- O Tribunal de Aveiro absolveu um casal de 17 crimes de burla qualificada relacionados com promessas de juros elevados, alegadamente prejudicando 17 pessoas com quase 900 mil euros.
- O arguido de 47 anos foi considerado como tendo recebido as quantias, mas não ficou demonstrado um esquema para se apropriar do dinheiro nem a intenção de prejudicar os investidos; fez-se referência a investimentos cuja queda coincidiu com a data do Brexit.
- A arguida não teve provada a acusação de participação nos crimes que lhe eram imputados, pelo que ambos foram absolvidos.
- Ficou provada apenas a atividade de intermediário financeiro sem autorização, o que pode configurar uma contraordenação muito grave, sendo o acórdão comunicado ao Banco de Portugal.
- A acusação sustentava que o arguido recebeu 899.800 euros entre maio de 2013 e junho de 2016 para investir em produtos financeiros estruturados, mas não efetuou investimentos em nome dos lesados, aplicando o dinheiro em benefício próprio; foram identificadas 17 vítimas.
O Tribunal de Aveiro absolveu, nesta terça-feira, um casal suspeito de burlas ligadas a investimentos, alegadamente prejudicando 17 pessoas em quase 900 mil euros. O acórdão aponta que o arguido, de 47 anos, recebeu as quantias, mas não ficou demonstrada a existência de um esquema para se apropriar do dinheiro com fins próprios.
A juíza presidente explicou que não se provou a intenção de prejudicar os lesados nem a ausência de investimentos realizados. A informação do banco da cuenta do arguido indicou investimentos, com perdas associadas ao período do Brexit.
No caso da arguida, não foram feitas provas suficientes para sustentar a acusação de burlas. Consequentemente, os dois foram absolvidos dos 17 crimes de burla qualificada, bem como de outros crimes relacionados com a receção de depósitos e usurpação de funções.
O tribunal determinou apenas que o arguido exerceu a atividade de intermediário financeiro sem autorização, o que poderá configurar uma contraordenação grave. O acórdão será comunicado ao Banco de Portugal para os efeitos legais.

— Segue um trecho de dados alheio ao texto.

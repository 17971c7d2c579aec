//! Text formatting for prices, addresses and popup markup.

#[cfg(test)]
#[path = "format_test.rs"]
mod format_test;

/// Thousands separator used by Russian locale formatting (no-break space).
const GROUP_SEPARATOR: char = '\u{a0}';

/// Group digits in threes: `36000` -> `36 000`.
#[must_use]
pub fn group_thousands(value: u64) -> String {
    let digits = value.to_string();
    let mut out = String::with_capacity(digits.len() + digits.len() / 3);
    for (i, ch) in digits.chars().enumerate() {
        if i > 0 && (digits.len() - i) % 3 == 0 {
            out.push(GROUP_SEPARATOR);
        }
        out.push(ch);
    }
    out
}

/// Price with the rouble sign: `12 000 ₽`.
#[must_use]
pub fn format_rubles(value: u64) -> String {
    format!("{}{GROUP_SEPARATOR}₽", group_thousands(value))
}

/// First comma-separated part of an address (usually the city).
#[must_use]
pub fn short_location(location: &str) -> &str {
    location.split(',').next().unwrap_or(location).trim()
}

/// Escape text for inclusion in HTML element content or a quoted attribute.
#[must_use]
pub fn escape_html(raw: &str) -> String {
    let mut out = String::with_capacity(raw.len());
    for ch in raw.chars() {
        match ch {
            '&' => out.push_str("&amp;"),
            '<' => out.push_str("&lt;"),
            '>' => out.push_str("&gt;"),
            '"' => out.push_str("&quot;"),
            '\'' => out.push_str("&#39;"),
            _ => out.push(ch),
        }
    }
    out
}
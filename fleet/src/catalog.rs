//! Equipment records and the fixed rental catalog.
//!
//! DESIGN
//! ======
//! The catalog is defined once and never mutated for the lifetime of the
//! process. Anything that needs to move records around (the live-tracking
//! display copy) clones them out; see [`crate::tracking`].

use std::collections::HashSet;
use std::fmt;
use std::sync::LazyLock;

use serde::{Deserialize, Serialize};

use crate::category::Category;

#[cfg(test)]
#[path = "catalog_test.rs"]
mod catalog_test;

/// Error returned by [`Catalog::new`] when a record set breaks an invariant.
#[derive(Debug, Clone, PartialEq, thiserror::Error)]
pub enum CatalogError {
    #[error("duplicate equipment id: {0}")]
    DuplicateId(EquipmentId),
    #[error("equipment {id} has invalid coordinates ({latitude}, {longitude})")]
    InvalidCoordinates { id: EquipmentId, latitude: f64, longitude: f64 },
}

/// Stable identifier assigned when the catalog is defined.
#[derive(Clone, Copy, Debug, PartialEq, Eq, Hash, PartialOrd, Ord, Serialize, Deserialize)]
#[serde(transparent)]
pub struct EquipmentId(pub u32);

impl fmt::Display for EquipmentId {
    fn fmt(&self, f: &mut fmt::Formatter<'_>) -> fmt::Result {
        write!(f, "{}", self.0)
    }
}

/// One rentable machine.
#[derive(Clone, Debug, PartialEq, Serialize, Deserialize)]
pub struct EquipmentRecord {
    pub id: EquipmentId,
    pub name: String,
    #[serde(rename = "type")]
    pub category: Category,
    /// Roubles per shift.
    pub price: u64,
    pub location: String,
    pub latitude: f64,
    pub longitude: f64,
    pub available: bool,
    /// Display glyph for cards and list rows.
    pub image: String,
    pub description: String,
}

impl EquipmentRecord {
    /// `[latitude, longitude]` in the order the map widget expects.
    #[must_use]
    pub fn coordinates(&self) -> [f64; 2] {
        [self.latitude, self.longitude]
    }
}

/// Ordered, id-unique sequence of equipment records.
#[derive(Clone, Debug, PartialEq)]
pub struct Catalog {
    records: Vec<EquipmentRecord>,
}

static STANDARD: LazyLock<Result<Catalog, CatalogError>> = LazyLock::new(|| Catalog::new(standard_records()));
static EMPTY: Catalog = Catalog { records: Vec::new() };

impl Catalog {
    /// Build a catalog, checking id uniqueness and coordinate sanity.
    ///
    /// # Errors
    ///
    /// Returns [`CatalogError::DuplicateId`] when two records share an id and
    /// [`CatalogError::InvalidCoordinates`] for non-finite or out-of-range
    /// coordinates.
    pub fn new(records: Vec<EquipmentRecord>) -> Result<Self, CatalogError> {
        let mut seen = HashSet::with_capacity(records.len());
        for record in &records {
            if !seen.insert(record.id) {
                return Err(CatalogError::DuplicateId(record.id));
            }
            if !valid_coordinates(record.latitude, record.longitude) {
                return Err(CatalogError::InvalidCoordinates {
                    id: record.id,
                    latitude: record.latitude,
                    longitude: record.longitude,
                });
            }
        }
        Ok(Self { records })
    }

    /// The fixed fleet offered by the rental service, validated through
    /// [`Catalog::new`]. Empty if validation failed; the host refuses to
    /// start in that case, see [`Catalog::check_standard`].
    #[must_use]
    pub fn standard() -> &'static Catalog {
        (*STANDARD).as_ref().unwrap_or(&EMPTY)
    }

    /// Validation outcome of the fixed fleet.
    ///
    /// # Errors
    ///
    /// Returns the [`CatalogError`] raised while building it.
    pub fn check_standard() -> Result<&'static Catalog, CatalogError> {
        (*STANDARD).as_ref().map_err(Clone::clone)
    }

    #[must_use]
    pub fn records(&self) -> &[EquipmentRecord] {
        &self.records
    }

    #[must_use]
    pub fn get(&self, id: EquipmentId) -> Option<&EquipmentRecord> {
        self.records.iter().find(|r| r.id == id)
    }

    #[must_use]
    pub fn len(&self) -> usize {
        self.records.len()
    }

    #[must_use]
    pub fn is_empty(&self) -> bool {
        self.records.is_empty()
    }
}

fn valid_coordinates(latitude: f64, longitude: f64) -> bool {
    latitude.is_finite()
        && longitude.is_finite()
        && (-90.0..=90.0).contains(&latitude)
        && (-180.0..=180.0).contains(&longitude)
}

#[allow(clippy::too_many_arguments)]
fn record(
    id: u32,
    name: &str,
    category: Category,
    price: u64,
    location: &str,
    (latitude, longitude): (f64, f64),
    available: bool,
    description: &str,
) -> EquipmentRecord {
    EquipmentRecord {
        id: EquipmentId(id),
        name: name.to_owned(),
        category,
        price,
        location: location.to_owned(),
        latitude,
        longitude,
        available,
        image: category.glyph().to_owned(),
        description: description.to_owned(),
    }
}

pub(crate) fn standard_records() -> Vec<EquipmentRecord> {
    vec![
        record(
            1,
            "Экскаватор Caterpillar 320D",
            Category::Excavator,
            12_000,
            "Москва, ул. Строителей 15",
            (55.751_244, 37.618_423),
            true,
            "Гусеничный экскаватор, объем ковша 1.2 м³",
        ),
        record(
            2,
            "Бульдозер Komatsu D65",
            Category::Bulldozer,
            15_000,
            "Москва, пр-т Мира 88",
            (55.781_234, 37.638_423),
            false,
            "Мощный бульдозер для тяжелых работ",
        ),
        record(
            3,
            "Погрузчик JCB 3CX",
            Category::Loader,
            8_000,
            "Москва, ул. Рабочая 42",
            (55.731_244, 37.598_423),
            true,
            "Универсальный погрузчик с ковшом",
        ),
        record(
            4,
            "Экскаватор Hitachi ZX200",
            Category::Excavator,
            11_000,
            "Москва, ул. Промышленная 7",
            (55.771_244, 37.578_423),
            false,
            "Средний экскаватор для земляных работ",
        ),
        record(
            5,
            "Бульдозер Shantui SD16",
            Category::Bulldozer,
            13_500,
            "Москва, ул. Заводская 12",
            (55.741_244, 37.618_423),
            true,
            "Надежный бульдозер китайского производства",
        ),
        record(
            6,
            "Погрузчик Volvo L90",
            Category::Loader,
            9_500,
            "Москва, ул. Индустриальная 31",
            (55.761_244, 37.608_423),
            true,
            "Фронтальный погрузчик повышенной мощности",
        ),
    ]
}
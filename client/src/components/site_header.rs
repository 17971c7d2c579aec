//! Top bar with brand, section navigation and support contact.

use leptos::prelude::*;

use crate::state::catalog::ViewTab;

#[derive(Clone, Copy)]
struct NavDef {
    glyph: &'static str,
    label: &'static str,
    tab: Option<ViewTab>,
}

const NAV_ITEMS: &[NavDef] = &[
    NavDef { glyph: "🗺️", label: "Карта", tab: Some(ViewTab::Map) },
    NavDef { glyph: "🛒", label: "Заказы", tab: None },
    NavDef { glyph: "♡", label: "Избранное", tab: None },
    NavDef { glyph: "👤", label: "Профиль", tab: None },
];

pub const SUPPORT_PHONE: &str = "+7 (999) 123-45-67";

#[component]
pub fn SiteHeader(on_tab: Callback<ViewTab>) -> impl IntoView {
    view! {
        <header class="site-header">
            <a class="site-header__brand" href="/">
                <span class="site-header__logo" aria-hidden="true">"🏗️"</span>
                <span class="site-header__name">"СпецТехника"</span>
            </a>
            <nav class="site-header__nav">
                {NAV_ITEMS
                    .iter()
                    .map(|item| {
                        let item = *item;
                        view! {
                            <a
                                class="site-header__link"
                                href="#equipment"
                                on:click=move |_| {
                                    if let Some(tab) = item.tab {
                                        on_tab.run(tab);
                                    }
                                }
                            >
                                <span class="site-header__glyph" aria-hidden="true">{item.glyph}</span>
                                {item.label}
                            </a>
                        }
                    })
                    .collect_view()}
            </nav>
            <a class="btn btn--primary site-header__support" href=format!("tel:{}", SUPPORT_PHONE.replace([' ', '(', ')', '-'], ""))>
                "☎ Поддержка"
            </a>
        </header>
    }
}
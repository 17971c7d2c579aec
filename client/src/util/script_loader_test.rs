use super::*;

#[test]
fn api_present_wins_over_script_state() {
    assert_eq!(next_step(true, None), LoaderStep::UseApi);
    assert_eq!(next_step(true, Some(Some(LoadState::Failed))), LoaderStep::UseApi);
}

#[test]
fn first_mount_injects_the_script() {
    assert_eq!(next_step(false, None), LoaderStep::Inject);
}

#[test]
fn remount_after_failed_load_retries_instead_of_waiting() {
    assert_eq!(next_step(false, Some(Some(LoadState::Failed))), LoaderStep::Inject);
}

#[test]
fn remount_during_load_waits_for_outcome() {
    assert_eq!(next_step(false, Some(Some(LoadState::Loading))), LoaderStep::Wait);
}

#[test]
fn loaded_script_without_api_fails_immediately() {
    assert_eq!(next_step(false, Some(Some(LoadState::Loaded))), LoaderStep::Fail);
}

#[test]
fn unmarked_script_is_replaced() {
    assert_eq!(next_step(false, Some(None)), LoaderStep::Inject);
    assert_eq!(next_step(false, Some(LoadState::from_attr("bogus"))), LoaderStep::Inject);
}

#[test]
fn attribute_text_maps_back_to_state() {
    for state in [LoadState::Loading, LoadState::Loaded, LoadState::Failed] {
        assert_eq!(LoadState::from_attr(state.as_attr()), Some(state));
    }
}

Foram rejeitados os pedidos de indemnização civil apresentados por várias vítimas, assim como a pretensão de perda de 899.800 euros a favor do Estado, correspondente à alegada vantagem obtida pelos arguidos.
De acordo com a acusação do Ministério Público, o arguido terá angariado clientes, convencendo-os a investir em produtos financeiros estruturados com promessas de juros elevados. Segundo a acusação, o valor era oferecido como investimento seguro, com pagamentos mensais que mais tarde cessaram.
Entre maio de 2013 e junho de 2016, o MP diz que o arguido recebeu 899.800 euros, que deveriam ter sido aplicados em transações financeiras, mas foram usados para benefício próprio e da esposa. A investigação apontou 17 vítimas com aportes que variaram entre 10 mil e 200 mil euros.